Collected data
········
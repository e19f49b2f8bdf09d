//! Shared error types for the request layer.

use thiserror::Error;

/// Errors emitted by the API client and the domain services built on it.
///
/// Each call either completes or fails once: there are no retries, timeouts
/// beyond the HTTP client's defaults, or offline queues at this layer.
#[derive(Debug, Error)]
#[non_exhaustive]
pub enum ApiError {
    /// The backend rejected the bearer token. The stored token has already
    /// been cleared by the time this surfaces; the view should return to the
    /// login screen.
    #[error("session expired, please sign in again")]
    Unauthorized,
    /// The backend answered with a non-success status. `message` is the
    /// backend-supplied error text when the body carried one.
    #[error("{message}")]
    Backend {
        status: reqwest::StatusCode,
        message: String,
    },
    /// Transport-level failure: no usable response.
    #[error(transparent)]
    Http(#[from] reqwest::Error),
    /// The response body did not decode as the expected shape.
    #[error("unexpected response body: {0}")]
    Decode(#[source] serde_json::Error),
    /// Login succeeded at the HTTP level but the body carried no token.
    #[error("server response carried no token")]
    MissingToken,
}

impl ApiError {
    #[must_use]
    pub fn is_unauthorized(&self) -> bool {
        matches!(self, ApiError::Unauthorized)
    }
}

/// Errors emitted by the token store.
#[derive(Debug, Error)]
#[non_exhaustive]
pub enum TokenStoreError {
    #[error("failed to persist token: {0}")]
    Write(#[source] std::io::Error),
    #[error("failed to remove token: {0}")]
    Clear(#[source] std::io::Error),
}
········
• What needs to be done: Going through the entries above, show each line that contains "carried".

• Answer section:
    /// backend-supplied error text when the body carried one.
    /// Login succeeded at the HTTP level but the body carried no token.
    #[error("server response carried no token")]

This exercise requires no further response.